ニュース原文:https://www.biometricupdate.com/202607/japan-eu-validate-cross-border-digital-wallet-interoperability

2026年7月17日、Biometric Updateは、日本とEUがデジタルウォレットを使った学習証明書の越境相互運用実証に成功したと報じました。EU側も7月16日に公式レポートを公開し、日本の実証環境とEU Digital Identity Wallet(EUDI Wallet)のプロトタイプの間で、学習証明書の発行・保管・提示・検証が行えることを確認しています。

今回の実証は、2024年4月に日本のデジタル庁と欧州委員会が署名した「Digital Identities and Trust Services」に関する協力覚書を背景に進められたものです。テーマは、学生が国境を越えて学習成果や資格を示す場面です。大学への出願、留学、就職、銀行口座開設など、本人と資格の確認が必要な場面に広がる可能性があります。

学習証明書が国境を越えて使える?

今回の実証では、日本の学生が日本のウォレットから欧州の検証者へ学習証明書を提示するシナリオと、欧州の学生がEUDI Walletから日本の検証者へ提示するシナリオが検証されました。さらに、日本側の発行者がEUDI Walletへ、欧州側の発行者が日本のウォレットへ証明書を発行する流れも確認されています。

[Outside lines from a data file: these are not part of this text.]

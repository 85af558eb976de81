mod config;

pub use config::{
    CeilingConfig, ConferenceConfig, Config, FormatConfig, NavigationConfig, ScraperConfig,
    SearchConfig,
};

use std::path::PathBuf;

/// Returns `~/.config/confbot[-dev]/` based on CONFBOT_ENV.
///
/// Set CONFBOT_ENV=dev to use development data directory.
///
/// # Errors
/// Returns an error if creating the config directory fails.
pub fn data_dir() -> std::io::Result<PathBuf> {
    let base_dir = dirs::home_dir()
        .unwrap_or_else(|| PathBuf::from("."))
        .join(".config");

    let env = std::env::var("CONFBOT_ENV").unwrap_or_else(|_| "production".to_string());

    let dir = if env == "dev" {
        base_dir.join("confbot-dev")
    } else {
        base_dir.join("confbot")
    };

    std::fs::create_dir_all(&dir)?;
    Ok(dir)
}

学習証明書は、成績や卒業資格の証明に限らず、特定の知識・スキル・コンピテンシーを示すデジタルな資格情報として扱われます。紙の証明書やPDFの送付に頼る運用では、発行元の確認、改ざん確認、翻訳、提出先での審査に時間がかかります。ウォレットを介した証明が一般化すれば、ユーザーは必要な属性だけを提示し、受け取る側は機械的に検証しやすくなります。

標準技術を組み合わせた相互運用

EU公式レポートによると、実証ではOpenID for Verifiable Credential Issuance(OpenID4VCI)、OpenID for Verifiable Presentations(OpenID4VP)、OpenID4VC High Assurance Interoperability Profile(HAIP)、SD-JWT VC、ETSI TS 119 602に基づく信頼リストなどが使われました。

注目すべき点は、異なる国・地域の制度やアーキテクチャを前提にしながら、既存の国際標準を組み合わせて発行、提示、検証まで到達したことです。第1段階では提示シナリオが確認され、第2段階では信頼リストを使った発行・提示の組み合わせまで広げられました。レポートでは、6通りの発行者・ウォレット・検証者の組み合わせがすべて成功したとされています。

次の焦点は法的な相互承認へ

技術実証の成功は大きな前進ですが、実社会で使うには、相手国の身元管理システムやトラストサービスをどのように法的に認めるかという課題が残ります。Biometric Updateの記事でも、相互承認には国際的な合意や責任ルールの整備が必要だと指摘されています。

DID/VCやデジタルウォレットの社会実装では、「技術的に検証できる」ことと「制度上その証明を受け入れられる」ことをつなぐ設計が重要になります。今回の実証は、日本とEUがその接続に向けて、技術面の土台を一歩具体化した事例と言えます。

日本ではマイナンバーカードの民間利用やスマートフォン搭載が進み、EUではEUDI Walletの導入準備が進んでいます。今回のような越境実証が増えることで、教育、金融、行政手続き、雇用など、国境を越える本人確認と資格確認のあり方が大きく変わっていく可能性があります。